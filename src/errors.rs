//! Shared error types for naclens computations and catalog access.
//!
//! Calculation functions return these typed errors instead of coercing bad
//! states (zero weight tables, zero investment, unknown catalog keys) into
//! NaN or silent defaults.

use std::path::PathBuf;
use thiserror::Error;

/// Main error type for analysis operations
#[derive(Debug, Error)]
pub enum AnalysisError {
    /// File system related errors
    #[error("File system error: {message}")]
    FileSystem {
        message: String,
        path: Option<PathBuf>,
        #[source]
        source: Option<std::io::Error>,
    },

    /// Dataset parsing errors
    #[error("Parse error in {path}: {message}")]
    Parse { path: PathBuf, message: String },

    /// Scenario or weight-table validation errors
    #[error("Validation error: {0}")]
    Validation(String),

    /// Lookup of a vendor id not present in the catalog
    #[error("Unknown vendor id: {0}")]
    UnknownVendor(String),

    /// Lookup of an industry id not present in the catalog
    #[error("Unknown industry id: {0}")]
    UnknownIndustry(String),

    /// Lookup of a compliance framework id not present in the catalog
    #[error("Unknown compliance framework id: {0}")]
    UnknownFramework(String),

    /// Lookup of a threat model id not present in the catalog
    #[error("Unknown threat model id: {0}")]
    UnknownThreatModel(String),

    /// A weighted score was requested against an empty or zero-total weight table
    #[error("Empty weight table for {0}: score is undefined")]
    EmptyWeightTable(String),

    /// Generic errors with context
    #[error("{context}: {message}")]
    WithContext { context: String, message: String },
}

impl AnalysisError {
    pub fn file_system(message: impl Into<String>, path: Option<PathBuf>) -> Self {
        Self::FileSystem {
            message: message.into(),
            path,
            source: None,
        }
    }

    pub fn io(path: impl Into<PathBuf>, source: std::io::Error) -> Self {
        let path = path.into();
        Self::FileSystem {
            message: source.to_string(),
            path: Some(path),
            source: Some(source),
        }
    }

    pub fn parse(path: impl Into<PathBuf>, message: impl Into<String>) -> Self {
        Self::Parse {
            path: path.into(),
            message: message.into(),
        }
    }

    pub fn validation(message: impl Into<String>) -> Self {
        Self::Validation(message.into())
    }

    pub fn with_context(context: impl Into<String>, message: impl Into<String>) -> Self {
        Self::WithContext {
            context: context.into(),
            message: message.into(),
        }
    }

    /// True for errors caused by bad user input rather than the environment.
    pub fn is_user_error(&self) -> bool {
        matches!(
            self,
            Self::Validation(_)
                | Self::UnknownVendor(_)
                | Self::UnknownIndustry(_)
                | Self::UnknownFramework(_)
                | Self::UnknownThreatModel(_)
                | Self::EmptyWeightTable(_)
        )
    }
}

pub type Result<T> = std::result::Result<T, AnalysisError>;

..............................

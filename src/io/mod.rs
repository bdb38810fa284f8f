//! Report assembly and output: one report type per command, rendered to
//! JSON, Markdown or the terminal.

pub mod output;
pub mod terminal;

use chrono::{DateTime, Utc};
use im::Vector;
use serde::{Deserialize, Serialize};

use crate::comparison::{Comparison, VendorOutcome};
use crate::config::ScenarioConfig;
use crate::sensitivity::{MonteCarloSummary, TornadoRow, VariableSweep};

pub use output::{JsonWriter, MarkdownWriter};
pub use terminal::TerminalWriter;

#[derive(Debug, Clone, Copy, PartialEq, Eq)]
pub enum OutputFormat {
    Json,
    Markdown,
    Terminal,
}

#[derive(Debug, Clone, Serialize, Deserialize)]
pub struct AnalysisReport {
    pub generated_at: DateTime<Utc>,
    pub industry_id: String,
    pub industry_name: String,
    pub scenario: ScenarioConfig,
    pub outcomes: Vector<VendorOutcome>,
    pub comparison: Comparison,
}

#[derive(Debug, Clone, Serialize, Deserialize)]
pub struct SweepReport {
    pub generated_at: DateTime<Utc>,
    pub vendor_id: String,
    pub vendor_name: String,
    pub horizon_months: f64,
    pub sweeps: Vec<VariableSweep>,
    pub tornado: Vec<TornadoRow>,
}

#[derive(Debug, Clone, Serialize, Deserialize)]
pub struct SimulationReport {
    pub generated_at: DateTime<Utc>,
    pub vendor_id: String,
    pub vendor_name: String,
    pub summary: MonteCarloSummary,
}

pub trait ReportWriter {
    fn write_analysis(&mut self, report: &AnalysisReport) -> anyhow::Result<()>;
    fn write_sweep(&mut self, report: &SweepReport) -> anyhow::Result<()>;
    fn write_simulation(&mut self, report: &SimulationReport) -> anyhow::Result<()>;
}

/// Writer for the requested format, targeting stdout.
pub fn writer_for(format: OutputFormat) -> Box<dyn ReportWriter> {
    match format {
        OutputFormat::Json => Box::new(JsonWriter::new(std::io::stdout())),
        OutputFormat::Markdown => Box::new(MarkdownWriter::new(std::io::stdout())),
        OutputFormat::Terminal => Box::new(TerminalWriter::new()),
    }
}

..............................

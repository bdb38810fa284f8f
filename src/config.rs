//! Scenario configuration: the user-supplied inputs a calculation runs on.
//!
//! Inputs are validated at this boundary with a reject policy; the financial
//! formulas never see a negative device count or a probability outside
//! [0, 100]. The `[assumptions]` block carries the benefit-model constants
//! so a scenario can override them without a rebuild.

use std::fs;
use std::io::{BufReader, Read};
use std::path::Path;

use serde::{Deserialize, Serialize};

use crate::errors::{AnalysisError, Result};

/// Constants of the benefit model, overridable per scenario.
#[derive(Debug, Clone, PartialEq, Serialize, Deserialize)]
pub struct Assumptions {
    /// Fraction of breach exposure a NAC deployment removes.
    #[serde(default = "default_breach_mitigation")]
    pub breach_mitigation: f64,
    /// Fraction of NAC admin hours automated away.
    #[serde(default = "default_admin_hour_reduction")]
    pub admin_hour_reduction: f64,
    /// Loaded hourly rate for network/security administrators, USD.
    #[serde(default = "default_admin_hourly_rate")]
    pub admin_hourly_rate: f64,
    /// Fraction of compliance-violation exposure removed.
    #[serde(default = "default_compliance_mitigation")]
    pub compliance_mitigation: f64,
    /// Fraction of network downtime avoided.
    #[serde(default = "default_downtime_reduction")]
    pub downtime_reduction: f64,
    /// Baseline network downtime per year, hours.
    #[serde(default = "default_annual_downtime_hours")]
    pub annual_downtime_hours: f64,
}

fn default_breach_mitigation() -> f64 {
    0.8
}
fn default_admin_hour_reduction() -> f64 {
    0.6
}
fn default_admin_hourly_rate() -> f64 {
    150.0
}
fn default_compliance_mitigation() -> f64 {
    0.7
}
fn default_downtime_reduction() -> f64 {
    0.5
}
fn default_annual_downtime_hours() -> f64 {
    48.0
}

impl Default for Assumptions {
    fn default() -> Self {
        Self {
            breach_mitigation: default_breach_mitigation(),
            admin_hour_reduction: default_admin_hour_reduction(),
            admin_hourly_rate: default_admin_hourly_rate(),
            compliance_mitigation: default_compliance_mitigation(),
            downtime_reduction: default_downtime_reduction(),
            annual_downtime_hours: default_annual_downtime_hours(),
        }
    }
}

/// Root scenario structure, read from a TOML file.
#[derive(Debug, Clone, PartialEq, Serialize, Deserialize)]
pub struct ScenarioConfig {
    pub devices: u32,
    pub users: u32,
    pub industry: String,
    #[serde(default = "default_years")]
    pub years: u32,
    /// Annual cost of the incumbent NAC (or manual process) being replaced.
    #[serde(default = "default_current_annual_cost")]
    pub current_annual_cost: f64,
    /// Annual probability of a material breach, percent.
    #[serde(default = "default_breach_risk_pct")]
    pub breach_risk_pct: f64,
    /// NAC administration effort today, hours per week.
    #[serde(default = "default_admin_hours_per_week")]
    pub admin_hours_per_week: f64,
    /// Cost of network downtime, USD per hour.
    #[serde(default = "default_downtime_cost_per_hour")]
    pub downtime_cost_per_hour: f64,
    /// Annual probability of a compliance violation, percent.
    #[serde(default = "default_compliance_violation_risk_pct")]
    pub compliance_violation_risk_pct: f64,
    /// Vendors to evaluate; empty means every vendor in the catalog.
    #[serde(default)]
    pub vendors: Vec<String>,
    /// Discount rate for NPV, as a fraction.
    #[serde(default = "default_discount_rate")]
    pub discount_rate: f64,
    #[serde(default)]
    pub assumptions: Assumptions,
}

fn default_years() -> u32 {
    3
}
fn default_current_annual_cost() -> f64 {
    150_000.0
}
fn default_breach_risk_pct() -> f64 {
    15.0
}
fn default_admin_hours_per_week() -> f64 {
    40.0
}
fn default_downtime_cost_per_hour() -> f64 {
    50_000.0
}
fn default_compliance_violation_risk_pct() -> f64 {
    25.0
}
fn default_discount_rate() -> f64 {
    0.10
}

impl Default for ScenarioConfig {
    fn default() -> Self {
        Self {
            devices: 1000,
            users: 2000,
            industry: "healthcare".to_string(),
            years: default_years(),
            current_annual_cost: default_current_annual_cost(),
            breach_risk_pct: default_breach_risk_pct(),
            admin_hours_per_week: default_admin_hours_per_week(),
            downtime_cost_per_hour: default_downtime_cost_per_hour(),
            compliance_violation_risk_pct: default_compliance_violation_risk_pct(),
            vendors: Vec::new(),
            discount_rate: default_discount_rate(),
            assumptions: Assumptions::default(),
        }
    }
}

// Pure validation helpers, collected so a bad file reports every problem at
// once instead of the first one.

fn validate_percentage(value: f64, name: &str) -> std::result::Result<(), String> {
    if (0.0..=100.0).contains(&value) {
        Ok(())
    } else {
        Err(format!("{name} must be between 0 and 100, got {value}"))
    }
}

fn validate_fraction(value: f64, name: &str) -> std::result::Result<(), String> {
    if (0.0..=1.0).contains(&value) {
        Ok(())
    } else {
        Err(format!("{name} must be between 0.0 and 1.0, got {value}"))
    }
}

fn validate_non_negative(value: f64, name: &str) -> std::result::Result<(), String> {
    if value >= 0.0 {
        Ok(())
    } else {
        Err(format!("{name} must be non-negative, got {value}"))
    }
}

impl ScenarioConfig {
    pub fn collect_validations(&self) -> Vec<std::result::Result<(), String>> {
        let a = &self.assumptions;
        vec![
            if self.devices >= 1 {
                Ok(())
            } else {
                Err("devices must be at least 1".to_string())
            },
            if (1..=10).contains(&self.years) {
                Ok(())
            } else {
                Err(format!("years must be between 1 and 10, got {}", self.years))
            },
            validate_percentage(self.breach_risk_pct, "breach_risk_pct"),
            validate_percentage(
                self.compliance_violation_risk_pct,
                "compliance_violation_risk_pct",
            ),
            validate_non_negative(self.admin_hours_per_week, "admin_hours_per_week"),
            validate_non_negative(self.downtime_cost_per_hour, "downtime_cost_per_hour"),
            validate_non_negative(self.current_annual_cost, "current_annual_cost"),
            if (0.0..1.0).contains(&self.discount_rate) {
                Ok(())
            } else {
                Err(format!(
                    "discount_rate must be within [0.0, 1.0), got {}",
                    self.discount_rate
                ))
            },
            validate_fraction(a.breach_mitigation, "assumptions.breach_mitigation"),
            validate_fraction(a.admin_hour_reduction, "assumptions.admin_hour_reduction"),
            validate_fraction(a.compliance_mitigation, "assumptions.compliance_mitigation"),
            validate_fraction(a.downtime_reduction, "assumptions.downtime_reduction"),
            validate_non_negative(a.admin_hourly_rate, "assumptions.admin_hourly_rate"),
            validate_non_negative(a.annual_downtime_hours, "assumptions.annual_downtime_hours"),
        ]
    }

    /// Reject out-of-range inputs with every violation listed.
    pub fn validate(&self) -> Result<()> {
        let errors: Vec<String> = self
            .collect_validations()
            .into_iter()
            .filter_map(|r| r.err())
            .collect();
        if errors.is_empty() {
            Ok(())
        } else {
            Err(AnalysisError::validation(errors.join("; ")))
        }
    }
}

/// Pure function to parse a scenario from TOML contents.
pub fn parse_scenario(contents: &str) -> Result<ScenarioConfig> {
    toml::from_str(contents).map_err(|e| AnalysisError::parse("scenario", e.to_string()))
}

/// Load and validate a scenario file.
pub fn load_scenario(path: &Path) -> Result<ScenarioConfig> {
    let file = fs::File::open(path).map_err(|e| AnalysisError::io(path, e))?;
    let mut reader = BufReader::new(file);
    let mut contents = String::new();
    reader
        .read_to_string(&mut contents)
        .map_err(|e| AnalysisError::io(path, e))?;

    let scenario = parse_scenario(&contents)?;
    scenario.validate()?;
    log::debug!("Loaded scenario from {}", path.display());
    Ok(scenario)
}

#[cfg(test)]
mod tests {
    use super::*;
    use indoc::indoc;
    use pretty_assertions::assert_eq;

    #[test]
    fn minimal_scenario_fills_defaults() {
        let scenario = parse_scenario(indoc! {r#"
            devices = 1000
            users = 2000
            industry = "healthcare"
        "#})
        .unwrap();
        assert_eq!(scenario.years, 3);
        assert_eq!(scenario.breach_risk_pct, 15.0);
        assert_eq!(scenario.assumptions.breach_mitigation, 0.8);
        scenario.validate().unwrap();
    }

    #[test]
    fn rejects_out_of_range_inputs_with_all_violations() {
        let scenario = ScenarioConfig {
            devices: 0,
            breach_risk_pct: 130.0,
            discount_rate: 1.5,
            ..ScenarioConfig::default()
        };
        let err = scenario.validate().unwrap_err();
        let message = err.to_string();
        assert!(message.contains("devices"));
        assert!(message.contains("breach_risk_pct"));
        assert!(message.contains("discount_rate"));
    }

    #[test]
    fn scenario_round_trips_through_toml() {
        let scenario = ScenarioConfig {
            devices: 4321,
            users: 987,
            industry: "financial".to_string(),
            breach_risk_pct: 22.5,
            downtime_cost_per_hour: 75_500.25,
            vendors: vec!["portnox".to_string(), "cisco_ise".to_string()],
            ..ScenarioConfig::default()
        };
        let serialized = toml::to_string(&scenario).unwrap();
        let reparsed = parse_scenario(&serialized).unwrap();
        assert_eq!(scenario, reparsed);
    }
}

..............................

Check each line of the material for the word "anyhow". Copy the ones that have it.

• Exercise response
    fn write_analysis(&mut self, report: &AnalysisReport) -> anyhow::Result<()>;
    fn write_sweep(&mut self, report: &SweepReport) -> anyhow::Result<()>;
    fn write_simulation(&mut self, report: &SimulationReport) -> anyhow::Result<()>;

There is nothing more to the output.